When Babs retired, a neighbor on the Board of Managers suggested volunteering for Homeland would be a good fit. Babs has been involved in everything from delivering food-truck French fries to hosting ice cream sundae parties to holding summer picnics in the shade of the Chet Henry Memorial Pavilion. Her husband, Jack, also volunteers, playing piano for Homeland sing-alongs.

“These are hands-on activities with the residents,” Babs said. “That’s the whole thrust of the Board of Managers, to be more involved with the residents, and that’s what I enjoy. It’s why we’re here. Sometimes their days can be long, and certainly, some of them aren’t feeling well some days, so an activity is a way to boost their spirits.”

Since retiring, Babs has also enjoyed volunteering for other causes. She loved the 15 years she spent delivering Meals on Wheels.

“You developed friendships with the people,” she said.

She also served with the Friends of Kline Library, supporting the small but mighty city branch in the Dauphin County Library System near her home in Harrisburg’s historic Bellevue Park.

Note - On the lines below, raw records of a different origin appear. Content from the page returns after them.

impl<D, S, C, I> StepperMotor<D, S, C, I>
where
    D: StepperDriver,
    S: PositionSensor,
    C: MonotonicClock,
    I: CurrentSense,
{
    pub fn link_sensor(&mut self, sensor: S) {
        self.sensor = Some(sensor);
    }

    /// Validate the configuration against the driver, then enable
    ///
    /// Limits are propagated to the controllers, which start with an empty
    /// history.
    pub fn init(&mut self, delay: &mut impl DelayNs) -> Result<(), ConfigError> {
        info!("MOT: Init variables");
        self.config.constrain(self.driver.voltage_limit())?;
        self.motion = MotionController::new(&self.config);
        self.trig = TrigMode::from_fast(self.config.fast_trig);

        delay.delay_ms(INIT_SETTLE_MS);
        info!("MOT: Enable");
        self.enable();
        delay.delay_ms(INIT_SETTLE_MS);
        Ok(())
    }

    /// Power stage on, zero voltage
    pub fn enable(&mut self) {
        self.driver.enable();
        self.driver.set_pwm(0.0, 0.0);
        self.enabled = true;
    }

    /// Zero voltage, power stage off
    pub fn disable(&mut self) {
        self.driver.set_pwm(0.0, 0.0);
        self.driver.disable();
        self.enabled = false;
    }

    /// Calibrate the sensor against the electrical field (blocking)
    ///
    /// With a preset offset in the configuration the sweep is skipped and
    /// the preset is adopted as is. On failure the motor keeps whatever
    /// the alignment could determine and stays usable.
    pub fn init_foc(
        &mut self,
        delay: &mut impl DelayNs,
    ) -> Result<CalibrationResult, FocError> {
        let mut alignment = match self.begin_alignment() {
            AlignmentStart::Run(alignment) => alignment,
            AlignmentStart::Skip(outcome) => return outcome,
        };

        delay.delay_ms(INIT_SETTLE_MS);
        let outcome = alignment.run(self, |ms| delay.delay_ms(ms));
        self.finish_alignment(&alignment, outcome);
        delay.delay_ms(INIT_SETTLE_MS);
        outcome
    }

    /// Preset offset or missing sensor short-cut the alignment
    pub(crate) fn begin_alignment(&mut self) -> AlignmentStart {
        if let Some(offset) = self.config.zero_electric_offset {
            self.calibration = CalibrationResult::new(offset, self.config.sensor_direction);
            info!(
                "MOT: Using preset zero offset {} rad",
                self.calibration.zero_electric_angle
            );
            return AlignmentStart::Skip(Ok(self.calibration));
        }
        if self.sensor.is_none() {
            error!("MOT: No sensor");
            return AlignmentStart::Skip(Err(FocError::NoSensor));
        }

        AlignmentStart::Run(SensorAlignment::new(
            self.config.pole_pairs,
            self.config.voltage_sensor_align,
            self.config.velocity_index_search,
            self.calibration,
        ))
    }

    /// Adopt the alignment result and resync the shaft angle
    pub(crate) fn finish_alignment(
        &mut self,
        alignment: &SensorAlignment,
        outcome: Result<CalibrationResult, FocError>,
    ) {
        self.calibration = alignment.result();
        self.state.shaft_angle = self.shaft_angle();
        match outcome {
            Ok(_) => info!("MOT: Motor ready"),
            Err(_) => warn!("MOT: Alignment failed, running uncalibrated"),
        }
    }

    /// Direction-corrected sensor angle, or the tracked angle without a sensor
    fn shaft_angle(&mut self) -> f32 {
        let sign = self.calibration.sensor_direction.sign();
        match self.sensor.as_mut() {
            Some(sensor) => sign * sensor.shaft_angle(),
            None => self.state.shaft_angle,
        }
    }

    fn shaft_velocity(&mut self) -> f32 {
        let sign = self.calibration.sensor_direction.sign();
        match self.sensor.as_mut() {
            Some(sensor) => sign * sensor.shaft_velocity(),
            None => self.state.shaft_velocity,
        }
    }

    /// Inner loop: apply the stored dq voltage at the measured rotor angle
    ///
    /// Does nothing while disabled, in open-loop modes or without a sensor.
    pub fn loop_foc(&mut self) {
        if !self.enabled || self.config.motion_control.is_open_loop() || self.sensor.is_none() {
            return;
        }

        self.state.shaft_angle = self.shaft_angle();
        let angle_el = normalize_angle(
            electrical_angle(self.state.shaft_angle, self.config.pole_pairs)
                - self.calibration.zero_electric_angle,
        );
        self.state.electrical_angle = angle_el;
        let voltage = self.state.voltage;
        self.set_phase_voltage(voltage.q, voltage.d, angle_el);
    }

    /// Outer loop: run the active motion mode
    ///
    /// `new_target` replaces the stored target on calls that run.
    pub fn move_to(&mut self, new_target: Option<f32>) {
        if !self.enabled {
            return;
        }

        let mode = self.config.motion_control;
        if !mode.is_open_loop() {
            self.state.shaft_velocity = self.shaft_velocity();
        }
        let feedback = MotionFeedback {
            shaft_angle: self.state.shaft_angle,
            shaft_velocity: self.state.shaft_velocity,
        };
        let limits = MotionLimits {
            voltage: self.config.voltage_limit,
            velocity: self.config.velocity_limit,
        };
        let now_us = self.clock.now_us();

        match self.motion.step(mode, new_target, feedback, limits, now_us) {
            Some(MotionOutput::Voltage(voltage)) => self.state.voltage = voltage,
            Some(MotionOutput::OpenLoop(open_loop)) => {
                self.state.shaft_angle = open_loop.shaft_angle;
                self.state.shaft_velocity = open_loop.shaft_velocity;
                self.drive_open_loop();
            }
            None => {}
        }
    }

    /// Full voltage at the tracked shaft angle
    fn drive_open_loop(&mut self) {
        let uq = self.config.voltage_limit;
        let angle_el = electrical_angle(self.state.shaft_angle, self.config.pole_pairs);
        self.state.voltage = DqVoltage::new(uq, 0.0);
        self.state.electrical_angle = normalize_angle(angle_el);
        self.set_phase_voltage(uq, 0.0, angle_el);
    }

    /// One control cycle
    pub fn tick(&mut self) {
        self.loop_foc();
        self.move_to(None);
    }

    /// Modulate `(uq, ud)` at `angle_el` and send it to the driver
    pub fn set_phase_voltage(&mut self, uq: f32, ud: f32, angle_el: f32) {
        let phase = inverse_park(DqVoltage::new(uq, ud), angle_el, self.trig);
        self.state.phase_voltage = phase;
        self.driver.set_pwm(phase.alpha, phase.beta);
    }

    pub fn apply(&mut self, command: MotorCommand) {
        match command {
            MotorCommand::Target(target) => self.motion.set_target(target),
            MotorCommand::Enable => self.enable(),
            MotorCommand::Disable => self.disable(),
            MotorCommand::Mode(mode) => {
                if mode != self.config.motion_control {
                    info!("MOT: Mode {} -> {}", self.config.motion_control, mode);
                    self.config.motion_control = mode;
                }
            }
        }
    }

    pub fn status(&mut self) -> MotorStatus {
        MotorStatus {
            enabled: self.enabled,
            mode: self.config.motion_control,
            target: self.motion.target(),
            shaft_angle: self.state.shaft_angle,
            shaft_velocity: self.state.shaft_velocity,
            shaft_angle_sp: self.motion.shaft_angle_sp(),
            shaft_velocity_sp: self.motion.shaft_velocity_sp(),
            voltage: self.state.voltage,
            phase_voltage: self.state.phase_voltage,
            electrical_angle: self.state.electrical_angle,
            calibration: self.calibration,
            currents: self.current_sense.as_mut().map(|cs| cs.phase_currents()),
        }
    }

    pub fn is_enabled(&self) -> bool {
        self.enabled
    }

    pub fn config(&self) -> &MotorConfig {
        &self.config
    }

    pub fn calibration(&self) -> CalibrationResult {
        self.calibration
    }

    pub fn motion(&self) -> &MotionController {
        &self.motion
    }

    /// Controller tuning at runtime
    pub fn motion_mut(&mut self) -> &mut MotionController {
        &mut self.motion
    }

    pub fn driver(&self) -> &D {
        &self.driver
    }

    pub fn driver_mut(&mut self) -> &mut D {
        &mut self.driver
    }

    pub fn sensor_mut(&mut self) -> Option<&mut S> {
        self.sensor.as_mut()
    }
}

Babs believes in treating people with dignity, and now, she encounters others who feel the same way.

“As an older person, you appreciate the respect people are trying to give you,” she said. “I notice that everywhere. People are always trying to help me.”

In her time on the Board of Managers, Babs has seen and been a part of Homeland’s growth, including the founding of Homeland at Home, comprising Homeland Hospice, Homeland HomeHealth, and Homeland HomeCare, and most recently Homeland Palliative Care. She said she is impressed by Homeland’s leadership recognizing opportunities to provide additional services the community needs.

“Homeland is just as loving and caring now as it was 155-plus years ago,” she said. “It’s maintained the best-ever reputation.”